Limits and edge cases

  • Repair is a heuristic, not a full JSON5 or JSONC parser. It handles the common cases listed above; deeply broken or truncated input may not be recoverable.
  • It only changes syntax — never values. Numbers stay as numbers, strings stay as strings, and the document structure is preserved.
  • Ambiguous cases (e.g. NaN / undefined / unterminated strings) are left as-is. If the residual output still doesn’t parse, the “residual error” banner points at the line and column where the parser gave up — you can then patch by hand and run the Validator to confirm.
  • The original input stays in the editor on the left until you click Apply to input. Repair is non-destructive.
  • Background reading: common JSON syntax errors explains why these mistakes happen so often, and parsing JSON safely in JavaScript covers how to handle untrusted input.

Frequently asked questions

Does it fix every kind of broken JSON?
It handles the common cases: BOMs, JSONP wrappers, // and /* */ comments, single quotes, trailing commas, missing commas between members on separate lines, JavaScript-style bare keys, Python True/False/None, and leading-dot numbers like .5. It does NOT recover from truncated data or fundamentally malformed structure (e.g. mismatched braces).
Will the repair change my data?
No. Repair only normalizes syntax — it never alters values.
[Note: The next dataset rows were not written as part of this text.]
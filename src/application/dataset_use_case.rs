// ============================================================
// Layer 2 — DatasetUseCase
// ============================================================
// Synthesizes the training sequence without training anything
// and writes it as CSV for inspection:
//
//   t,batch,input,target
//   0,0,0.500000,0.550120
//   ...

use std::{
    fs,
    io::{BufWriter, Write},
    path::PathBuf,
};

use anyhow::{Context, Result};

use crate::data::synth::SequenceDatasetBuilder;
use crate::domain::sequence::SequenceSample;
use crate::ml::analog::NoiseSource;

#[derive(Debug, Clone)]
pub struct DatasetConfig {
    pub seq_len:    usize,
    pub batch_size: usize,
    pub noise:      f64,
    pub seed:       Option<u64>,
    pub out:        PathBuf,
}

pub struct DatasetUseCase {
    config: DatasetConfig,
}

impl DatasetUseCase {
    pub fn new(config: DatasetConfig) -> Self {
        Self { config }
    }

    /// Build the dataset and write it to `out`, creating parent
    /// directories as needed.
    pub fn execute(&self) -> Result<SequenceSample> {
        let cfg = &self.config;
        let sample = SequenceDatasetBuilder::new(cfg.seq_len, cfg.batch_size)
            .with_noise(cfg.noise)
            .build(NoiseSource::from_seed(cfg.seed).rng())?;

        if let Some(parent) = cfg.out.parent().filter(|p| !p.as_os_str().is_empty()) {
            fs::create_dir_all(parent)
                .with_context(|| format!("Cannot create directory '{}'", parent.display()))?;
        }
        let file = fs::File::create(&cfg.out)
            .with_context(|| format!("Cannot create '{}'", cfg.out.display()))?;
        let mut w = BufWriter::new(file);

        writeln!(w, "t,batch,input,target")?;
        let [steps, batch, _] = sample.shape();
        for t in 0..steps {
            for b in 0..batch {
                writeln!(
                    w,
                    "{},{},{:.6},{:.6}",
                    t, b, sample.input.get(t, b, 0), sample.target.get(t, b, 0),
                )?;
            }
        }
        w.flush()?;

        tracing::info!("Wrote {} rows to '{}'", steps * batch, cfg.out.display());
        Ok(sample)
    }
}
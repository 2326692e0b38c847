// ============================================================
// Layer 5 — Training Loop
// ============================================================
// Full-batch hardware-aware training: every epoch is one
// forward pass over the whole sequence from the zero state,
// MSE against the shifted target, one backward pass and one
// AnalogSgd step (SGD update, then tile clipping).
//
// Key Burn 0.20 insight:
//   - Gradients are returned by loss.backward() per step, so
//     there is nothing to zero between epochs
//   - optim.step() takes the model by value and returns the
//     updated one
//
// No validation split, early stopping or LR schedule.

use anyhow::Result;
use burn::{optim::GradientsParams, prelude::*, tensor::backend::AutodiffBackend};

use crate::application::experiment_use_case::TrainConfig;
use crate::data::batcher::SequenceBatch;
use crate::domain::error::ExperimentError;
use crate::infra::metrics::{EpochMetrics, MetricsLogger};
use crate::ml::analog::AnalogContext;
use crate::ml::model::AnalogRnnNetwork;
use crate::ml::optim::analog_sgd;

/// The trained model and the per-epoch training loss.
pub struct TrainingOutcome<B: AutodiffBackend> {
    pub model:  AnalogRnnNetwork<B>,
    pub losses: Vec<f64>,
}

pub fn train_loop<B: AutodiffBackend>(
    cfg:     &TrainConfig,
    model:   AnalogRnnNetwork<B>,
    batch:   &SequenceBatch<B>,
    ctx:     &mut AnalogContext,
    metrics: Option<&MetricsLogger>,
) -> Result<TrainingOutcome<B>> {
    let mut model  = model;
    let mut optim  = analog_sgd::<B>(cfg.tile.clip_value);
    let mut losses = Vec::with_capacity(cfg.epochs);

    ctx.train();
    tracing::info!(
        "Training for {} epochs, lr={}, clip={:?}",
        cfg.epochs, cfg.lr, cfg.tile.clip_value,
    );

    // ── Epoch loop ────────────────────────────────────────────────────────────
    for epoch in 0..cfg.epochs {
        let (loss, _) = model.forward_loss(batch, ctx);
        let loss_val: f64 = loss.clone().into_scalar().elem::<f64>();

        if !loss_val.is_finite() {
            return Err(ExperimentError::NonFiniteLoss { epoch, loss: loss_val }.into());
        }

        // Backward pass + SGD update + clipping
        let grads = GradientsParams::from_grads(loss.backward(), &model);
        model = optim.step(cfg.lr, model, grads);

        let perplexity = loss_val.exp();
        tracing::info!("Epoch = {}: Train Perplexity = {:.6}", epoch, perplexity);

        if let Some(logger) = metrics {
            logger.log(&EpochMetrics { epoch, loss: loss_val, perplexity })?;
        }
        losses.push(loss_val);
    }

    tracing::info!("Training complete!");
    Ok(TrainingOutcome { model, losses })
}

// ─── Unit Tests ───────────────────────────────────────────────────────────────
#[cfg(test)]
mod tests {
    use super::*;
    use crate::data::{batcher::SequenceBatcher, synth::SequenceDatasetBuilder};
    use crate::ml::analog::{AnalogTileConfig, NoiseSource};
    use crate::ml::model::AnalogRnnNetworkConfig;
    use crate::ml::recurrent::CellKind;
    use burn::backend::{Autodiff, NdArray};

    type TestBackend = Autodiff<NdArray>;

    fn small_config(epochs: usize) -> TrainConfig {
        TrainConfig {
            seq_len:     41,
            batch_size:  2,
            epochs,
            hidden_size: 6,
            embed_size:  3,
            ..TrainConfig::default()
        }
    }

    fn setup(
        cfg: &TrainConfig,
    ) -> (AnalogRnnNetwork<TestBackend>, SequenceBatch<TestBackend>, AnalogContext) {
        let device = Default::default();
        let mut noise = NoiseSource::seeded(7);
        let sample = SequenceDatasetBuilder::new(cfg.seq_len, cfg.batch_size)
            .build(noise.rng())
            .unwrap();
        let batch = SequenceBatcher::<TestBackend>::new(Default::default()).batch(&sample);
        let model = cfg.model_config().init(&device, &mut noise);
        (model, batch, AnalogContext::new(cfg.tile, noise))
    }

    #[test]
    fn test_records_one_finite_loss_per_epoch() {
        let cfg = small_config(3);
        let (model, batch, mut ctx) = setup(&cfg);
        let outcome = train_loop(&cfg, model, &batch, &mut ctx, None).unwrap();
        assert_eq!(outcome.losses.len(), 3);
        assert!(outcome.losses.iter().all(|l| l.is_finite() && *l >= 0.0));
    }

    #[test]
    fn test_zero_epochs_returns_untouched_model() {
        let cfg = small_config(0);
        let (model, batch, mut ctx) = setup(&cfg);
        let before = model.decoder.weight.val().into_data().to_vec::<f32>().unwrap();
        let outcome = train_loop(&cfg, model, &batch, &mut ctx, None).unwrap();
        assert!(outcome.losses.is_empty());
        let after = outcome.model.decoder.weight.val().into_data().to_vec::<f32>().unwrap();
        assert_eq!(before, after);
    }

    #[test]
    fn test_ideal_training_reduces_loss() {
        let cfg = TrainConfig {
            tile: AnalogTileConfig::ideal(),
            cell: CellKind::Lstm,
            ..small_config(30)
        };
        let (model, batch, mut ctx) = setup(&cfg);
        let outcome = train_loop(&cfg, model, &batch, &mut ctx, None).unwrap();
        let first = outcome.losses[0];
        let last  = *outcome.losses.last().unwrap();
        assert!(last < first, "loss went from {first} to {last}");
    }

    #[test]
    fn test_metrics_rows_are_written() {
        let dir = tempfile::tempdir().unwrap();
        let logger = MetricsLogger::new(dir.path()).unwrap();
        let cfg = small_config(2);
        let (model, batch, mut ctx) = setup(&cfg);
        train_loop(&cfg, model, &batch, &mut ctx, Some(&logger)).unwrap();

        let csv = std::fs::read_to_string(dir.path().join("metrics.csv")).unwrap();
        assert_eq!(csv.lines().count(), 3);
    }

    #[test]
    fn test_network_config_is_built_from_train_config() {
        let cfg = small_config(1);
        let net: AnalogRnnNetworkConfig = cfg.model_config();
        assert_eq!(net.hidden_size, 6);
        assert_eq!(net.cell, CellKind::Vanilla);
    }
}
use serde::{Deserialize, Serialize};

/// Dense row-major array indexed by `[time, batch, channel]`.
///
/// This is the layout the recurrent layers consume: time is the
/// outermost dimension, so one time step for the whole batch is a
/// contiguous block of `batch * channels` values.
#[derive(Debug, Clone, PartialEq, Serialize, Deserialize)]
pub struct SequenceArray {
    shape:  [usize; 3],
    values: Vec<f32>,
}

impl SequenceArray {
    /// Wrap a flat buffer. Returns `None` if the buffer length does
    /// not match the product of the shape.
    pub fn new(shape: [usize; 3], values: Vec<f32>) -> Option<Self> {
        (shape.iter().product::<usize>() == values.len()).then_some(Self { shape, values })
    }

    pub fn zeros(shape: [usize; 3]) -> Self {
        Self { shape, values: vec![0.0; shape.iter().product()] }
    }

    pub fn shape(&self) -> [usize; 3] { self.shape }

    pub fn steps(&self) -> usize { self.shape[0] }

    pub fn batch_size(&self) -> usize { self.shape[1] }

    pub fn channels(&self) -> usize { self.shape[2] }

    pub fn values(&self) -> &[f32] { &self.values }

    pub fn into_values(self) -> Vec<f32> { self.values }

    fn offset(&self, t: usize, b: usize, c: usize) -> usize {
        (t * self.shape[1] + b) * self.shape[2] + c
    }

    pub fn get(&self, t: usize, b: usize, c: usize) -> f32 {
        self.values[self.offset(t, b, c)]
    }

    pub fn set(&mut self, t: usize, b: usize, c: usize, value: f32) {
        let i = self.offset(t, b, c);
        self.values[i] = value;
    }

    /// The time series of one batch element / channel, e.g. for plotting.
    pub fn series(&self, b: usize, c: usize) -> Vec<f32> {
        (0..self.steps()).map(|t| self.get(t, b, c)).collect()
    }
}

/// One next-step prediction example: `target` is `input` advanced by
/// one time step. Both have shape `(L - 1, B, 1)`.
#[derive(Debug, Clone, Serialize, Deserialize)]
pub struct SequenceSample {
    pub input:  SequenceArray,
    pub target: SequenceArray,
}

impl SequenceSample {
    pub fn shape(&self) -> [usize; 3] { self.input.shape() }
}
// ============================================================
// Layer 2 — Application / Use Cases
// ============================================================
// This layer orchestrates all the other layers to accomplish
// a specific goal (running an experiment or exporting data).
//
// Rules for this layer:
//   - No ML math or model code here
//   - No argument parsing here (that's Layer 1)
//   - Only workflow coordination

// The full train → evaluate → drift → render workflow
pub mod experiment_use_case;

// Synthetic dataset export
pub mod dataset_use_case;
#![allow(dead_code)]
#![recursion_limit = "256"]

mod cli;
mod application;
mod domain;
mod data;
mod ml;
mod infra;

use anyhow::Result;
use cli::Cli;
use clap::Parser;

fn main() -> Result<()> {
    tracing_subscriber::fmt()
        .with_env_filter(
            tracing_subscriber::EnvFilter::from_default_env()
                .add_directive("analog_rnn=info".parse()?),
        )
        .init();

    let cli = Cli::parse();
    cli.run()
}
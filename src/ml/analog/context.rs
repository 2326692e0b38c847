use burn::{prelude::*, tensor::TensorData};
use rand::{rngs::StdRng, Rng, SeedableRng};
use rand_distr::StandardNormal;

use super::config::AnalogTileConfig;

/// The one random source of an experiment run.
///
/// Weight initialisation, dataset noise and every analog noise draw
/// go through this so a seed makes a run reproducible.
#[derive(Debug, Clone)]
pub struct NoiseSource {
    rng: StdRng,
}

impl NoiseSource {
    pub fn seeded(seed: u64) -> Self {
        Self { rng: StdRng::seed_from_u64(seed) }
    }

    pub fn from_entropy() -> Self {
        Self { rng: StdRng::from_entropy() }
    }

    /// Seeded when `seed` is given, otherwise drawn from OS entropy.
    pub fn from_seed(seed: Option<u64>) -> Self {
        seed.map_or_else(Self::from_entropy, Self::seeded)
    }

    pub fn rng(&mut self) -> &mut StdRng {
        &mut self.rng
    }

    /// Tensor of i.i.d. samples from `U[low, high)`.
    pub fn uniform<B: Backend, const D: usize>(
        &mut self,
        shape:  [usize; D],
        low:    f64,
        high:   f64,
        device: &B::Device,
    ) -> Tensor<B, D> {
        let n = shape.iter().product();
        let values: Vec<f32> = (0..n)
            .map(|_| self.rng.gen_range(low..high) as f32)
            .collect();
        Tensor::from_data(TensorData::new(values, shape), device)
    }

    /// Tensor of i.i.d. standard normal samples.
    pub fn standard_normal<B: Backend, const D: usize>(
        &mut self,
        shape:  [usize; D],
        device: &B::Device,
    ) -> Tensor<B, D> {
        let n = shape.iter().product();
        let values: Vec<f32> = (0..n)
            .map(|_| {
                let z: f32 = self.rng.sample(StandardNormal);
                z
            })
            .collect();
        Tensor::from_data(TensorData::new(values, shape), device)
    }

    /// Zero-mean Gaussian noise with the given std-dev.
    pub fn normal<B: Backend, const D: usize>(
        &mut self,
        shape:   [usize; D],
        std_dev: f64,
        device:  &B::Device,
    ) -> Tensor<B, D> {
        self.standard_normal(shape, device).mul_scalar(std_dev)
    }

    /// Mask of ones and zeros where each entry is zero with
    /// probability `drop_prob`.
    pub fn keep_mask<B: Backend, const D: usize>(
        &mut self,
        shape:     [usize; D],
        drop_prob: f64,
        device:    &B::Device,
    ) -> Tensor<B, D> {
        let n = shape.iter().product();
        let values: Vec<f32> = (0..n)
            .map(|_| if self.rng.gen::<f64>() < drop_prob { 0.0 } else { 1.0 })
            .collect();
        Tensor::from_data(TensorData::new(values, shape), device)
    }
}

/// Whether tiles behave as during hardware-aware training or as
/// deployed, programmed hardware.
#[derive(Debug, Clone, Copy, PartialEq, Eq)]
pub enum Phase {
    Training,
    Inference,
}

/// Everything an analog tile needs at forward time besides its
/// weights: the shared tile configuration, the phase, and the
/// random source.
///
/// Dropout and autodiff are switched by the backend
/// (`AutodiffModule::valid()`); this switches the analog-specific
/// training perturbations.
#[derive(Debug, Clone)]
pub struct AnalogContext {
    config: AnalogTileConfig,
    phase:  Phase,
    noise:  NoiseSource,
}

impl AnalogContext {
    pub fn new(config: AnalogTileConfig, noise: NoiseSource) -> Self {
        Self { config, phase: Phase::Training, noise }
    }

    pub fn train(&mut self) {
        self.phase = Phase::Training;
    }

    pub fn eval(&mut self) {
        self.phase = Phase::Inference;
    }

    pub fn phase(&self) -> Phase { self.phase }

    pub fn is_training(&self) -> bool { self.phase == Phase::Training }

    pub fn config(&self) -> &AnalogTileConfig { &self.config }

    pub fn noise(&mut self) -> &mut NoiseSource { &mut self.noise }
}

#[cfg(test)]
mod tests {
    use super::*;
    use burn::backend::NdArray;

    type TestBackend = NdArray;

    fn values(t: Tensor<TestBackend, 2>) -> Vec<f32> {
        t.into_data().to_vec::<f32>().unwrap()
    }

    #[test]
    fn test_same_seed_same_draws() {
        let device = Default::default();
        let a = NoiseSource::seeded(11).standard_normal::<TestBackend, 2>([4, 5], &device);
        let b = NoiseSource::seeded(11).standard_normal::<TestBackend, 2>([4, 5], &device);
        assert_eq!(values(a), values(b));
    }

    #[test]
    fn test_uniform_stays_in_range() {
        let device = Default::default();
        let t = NoiseSource::seeded(1).uniform::<TestBackend, 2>([10, 10], -0.5, 0.5, &device);
        assert!(values(t).iter().all(|v| (-0.5..0.5).contains(v)));
    }

    #[test]
    fn test_keep_mask_extremes() {
        let device = Default::default();
        let mut noise = NoiseSource::seeded(2);
        let all = noise.keep_mask::<TestBackend, 2>([3, 3], 0.0, &device);
        assert!(values(all).iter().all(|v| *v == 1.0));
        let mask = noise.keep_mask::<TestBackend, 2>([50, 50], 0.5, &device);
        let kept = values(mask).iter().filter(|v| **v == 1.0).count();
        assert!(kept > 1000 && kept < 1500);
    }

    #[test]
    fn test_phase_toggles() {
        let mut ctx = AnalogContext::new(AnalogTileConfig::default(), NoiseSource::seeded(0));
        assert!(ctx.is_training());
        ctx.eval();
        assert_eq!(ctx.phase(), Phase::Inference);
        ctx.train();
        assert!(ctx.is_training());
    }
}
Numbers, strings, booleans, and nulls round-trip unchanged; objects and arrays keep their members and order. If you spot a value-level change, that's a bug — please report it.
Can I undo a repair?
Yes — repair is non-destructive. The original text stays in the input pane on the left. The repaired text is only copied across when you click 'Apply to input'. Browsers keep their normal undo history for the input editor, too.
Does it support JSON5 or JSONC?
It handles a useful subset of JSON5 and JSONC (comments, trailing commas, single quotes, unquoted keys, leading-dot numbers) but is not a full implementation. For round-tripping JSON5 or JSONC documents, use a dedicated library.
What if the repaired output still isn't valid?
The Repair panel shows a residual error banner pointing at the line and column where the parser gave up. Apply the listed fixes, edit the input by hand to address the residual issue, and run the Validator for a clean bill of health.
Is my JSON sent to a server?
No. Every fix runs in your browser; the page never uploads your data.